→ **Task details**
Gather every line from the entries below that includes "text".

→ **Supplied information**

Segment Open

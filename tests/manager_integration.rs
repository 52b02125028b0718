//! End-to-end scenarios against files on disk.
//!
//! Each test drives a MetadataManager over a FrontmatterSource in a temporary vault and
//! checks what ends up in the files and in the consumers' signals.

mod common;

use common::*;
use metabind_core::{
    config::ManagerConfig,
    source::frontmatter::parse_frontmatter,
    subscription::{MetadataSignal, Subscription},
};
use parking_lot::Mutex;
use serde_json::{json, Value};
use std::sync::{
    atomic::{AtomicUsize, Ordering},
    Arc,
};
use tempfile::TempDir;
use test_log::test;
use uuid::Uuid;

fn read(temp_dir: &TempDir, name: &str) -> String {
    std::fs::read_to_string(temp_dir.path().join(name)).unwrap()
}

#[test(tokio::test)]
async fn test_status_field_round_trip_to_disk() {
    let temp_dir = TempDir::new().unwrap();
    create_test_vault(&temp_dir);
    let (manager, _source) = vault_manager(temp_dir.path(), ManagerConfig::default());

    let status = frontmatter_target("task.md", "status");
    let seen = Arc::new(Mutex::new(Vec::new()));
    let signal = MetadataSignal::default();
    let log = seen.clone();
    signal.register_listener(move |value| {
        log.lock().push(value.clone());
        Ok(())
    });
    let field = manager
        .subscribe(Uuid::new_v4(), signal.clone(), status.clone(), None)
        .unwrap();
    assert_eq!(signal.get(), Some(json!("todo")));

    field.update(json!("done")).unwrap();
    // The writer's own listeners are not echoed and nothing touched the disk yet.
    assert!(seen.lock().is_empty());
    assert!(read(&temp_dir, "task.md").contains("status: todo"));

    let report = manager.cycle().await;
    assert_eq!(report.flushed, 1);
    assert!(!manager.cache_status("frontmatter", "task.md").unwrap().dirty);
    let text = read(&temp_dir, "task.md");
    assert!(text.contains("status: done"));
    assert!(text.contains("priority: 2"));
    assert!(text.ends_with("# Write the report\n\nDue Friday.\n"));
}

#[test(tokio::test)]
async fn test_external_edit_race_keeps_local_write() {
    let temp_dir = TempDir::new().unwrap();
    create_test_vault(&temp_dir);
    let (manager, _source) = vault_manager(temp_dir.path(), ManagerConfig::default());
    let status = frontmatter_target("task.md", "status");
    let signal = MetadataSignal::default();
    manager
        .subscribe(Uuid::new_v4(), signal.clone(), status.clone(), None)
        .unwrap();

    manager.update_metadata(&status, json!("done")).unwrap();
    // The host reports the file as it was before the flush.
    let applied = manager
        .on_external_update("frontmatter", "task.md", json!({"status": "todo", "priority": 2}))
        .unwrap();
    assert!(!applied);
    assert_eq!(signal.get(), Some(json!("done")));

    for _ in 0..5 {
        manager.cycle().await;
    }
    assert_eq!(signal.get(), Some(json!("done")));
    assert!(read(&temp_dir, "task.md").contains("status: done"));

    // Once the lock has drained, real external edits go through again.
    manager
        .on_external_update("frontmatter", "task.md", json!({"status": "blocked"}))
        .unwrap();
    assert_eq!(signal.get(), Some(json!("blocked")));
}

#[test(tokio::test)]
async fn test_computed_progress_over_list() {
    let temp_dir = TempDir::new().unwrap();
    create_test_vault(&temp_dir);
    let (manager, _source) = vault_manager(temp_dir.path(), ManagerConfig::default());

    let runs = Arc::new(AtomicUsize::new(0));
    let counter = runs.clone();
    let progress = frontmatter_target("projects/alpha.md", "progress");
    manager
        .subscribe_computed(
            Uuid::new_v4(),
            MetadataSignal::default(),
            Some(progress.clone()),
            vec![
                frontmatter_target("projects/alpha.md", "tasks[0].done"),
                frontmatter_target("projects/alpha.md", "tasks[1].done"),
            ],
            move |values| {
                counter.fetch_add(1, Ordering::SeqCst);
                let done = values
                    .iter()
                    .filter(|v| matches!(v, Some(Value::Bool(true))))
                    .count();
                Ok(Some(json!(format!("{done}/{}", values.len()))))
            },
            None,
        )
        .unwrap();
    assert_eq!(runs.load(Ordering::SeqCst), 1);
    assert_eq!(manager.get_metadata(&progress).unwrap(), Some(json!("0/2")));

    manager
        .update_metadata(&frontmatter_target("projects/alpha.md", "tasks[1].done"), json!(true))
        .unwrap();
    assert_eq!(runs.load(Ordering::SeqCst), 2);
    assert_eq!(manager.get_metadata(&progress).unwrap(), Some(json!("1/2")));

    // Renaming a task does not change either dependency.
    manager
        .update_metadata(
            &frontmatter_target("projects/alpha.md", "tasks[0].name"),
            json!("outline"),
        )
        .unwrap();
    assert_eq!(runs.load(Ordering::SeqCst), 2);

    manager.cycle().await;
    let text = read(&temp_dir, "projects/alpha.md");
    let data = parse_frontmatter(&text).unwrap();
    assert_eq!(data["progress"], json!("1/2"));
    assert_eq!(data["tasks"][0], json!({"name": "outline", "done": false}));
    assert!(text.ends_with("# Project\n"));
}

#[test(tokio::test)]
async fn test_list_subscriber_sees_child_writes() {
    let temp_dir = TempDir::new().unwrap();
    create_test_vault(&temp_dir);
    let (manager, _source) = vault_manager(temp_dir.path(), ManagerConfig::default());

    let list = MetadataSignal::default();
    let calls = Arc::new(AtomicUsize::new(0));
    let counter = calls.clone();
    list.register_listener(move |_| {
        counter.fetch_add(1, Ordering::SeqCst);
        Ok(())
    });
    manager
        .subscribe(
            Uuid::new_v4(),
            list.clone(),
            frontmatter_target("projects/alpha.md", "tasks").listening_to_children(),
            None,
        )
        .unwrap();

    manager
        .update_metadata(&frontmatter_target("projects/alpha.md", "tasks[0].done"), json!(true))
        .unwrap();
    assert_eq!(calls.load(Ordering::SeqCst), 1);
    assert_eq!(list.get().unwrap()[0]["done"], json!(true));
}

#[test(tokio::test)]
async fn test_deleted_file_tears_down_consumers() {
    let temp_dir = TempDir::new().unwrap();
    create_test_vault(&temp_dir);
    let (manager, _source) = vault_manager(temp_dir.path(), ManagerConfig::default());

    let unmounted = Arc::new(AtomicUsize::new(0));
    let direct_counter = unmounted.clone();
    let field = manager
        .subscribe(
            Uuid::new_v4(),
            MetadataSignal::default(),
            frontmatter_target("task.md", "status"),
            Some(Box::new(move || {
                direct_counter.fetch_add(1, Ordering::SeqCst);
            })),
        )
        .unwrap();
    let effect_counter = unmounted.clone();
    let effect = manager
        .subscribe_effect(
            Uuid::new_v4(),
            vec![
                frontmatter_target("task.md", "priority"),
                frontmatter_target("projects/alpha.md", "tasks"),
            ],
            |_| Ok(()),
            Some(Box::new(move || {
                effect_counter.fetch_add(1, Ordering::SeqCst);
            })),
        )
        .unwrap();

    std::fs::remove_file(temp_dir.path().join("task.md")).unwrap();
    assert!(manager.on_external_delete("frontmatter", "task.md").unwrap());

    assert!(field.is_deleted());
    assert!(effect.is_deleted());
    assert_eq!(unmounted.load(Ordering::SeqCst), 2);
    assert_eq!(
        manager
            .cache_status("frontmatter", "projects/alpha.md")
            .unwrap()
            .subscriptions,
        0
    );
}

#[test(tokio::test)]
async fn test_idle_file_is_evicted_and_rehydrated() {
    let temp_dir = TempDir::new().unwrap();
    create_test_vault(&temp_dir);
    let (manager, _source) = vault_manager(
        temp_dir.path(),
        ManagerConfig {
            idle_cycle_threshold: 2,
            ..Default::default()
        },
    );
    let priority = frontmatter_target("task.md", "priority");
    let sub = manager
        .subscribe(Uuid::new_v4(), MetadataSignal::default(), priority.clone(), None)
        .unwrap();
    manager.unsubscribe(sub.as_ref());

    let mut evicted = 0;
    for _ in 0..3 {
        evicted += manager.cycle().await.evicted;
    }
    assert_eq!(evicted, 1);
    assert!(!manager.is_cached("frontmatter", "task.md"));

    std::fs::write(
        temp_dir.path().join("task.md"),
        "---\nstatus: todo\npriority: 9\n---\n",
    )
    .unwrap();
    let signal = MetadataSignal::default();
    manager
        .subscribe(Uuid::new_v4(), signal.clone(), priority, None)
        .unwrap();
    assert_eq!(signal.get(), Some(json!(9)));
}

Segment Closed

→ **Expected answer**
    let text = read(&temp_dir, "task.md");
    assert!(text.contains("status: done"));
    assert!(text.contains("priority: 2"));
    assert!(text.ends_with("# Write the report\n\nDue Friday.\n"));
    let text = read(&temp_dir, "projects/alpha.md");
    let data = parse_frontmatter(&text).unwrap();
    assert!(text.ends_with("# Project\n"));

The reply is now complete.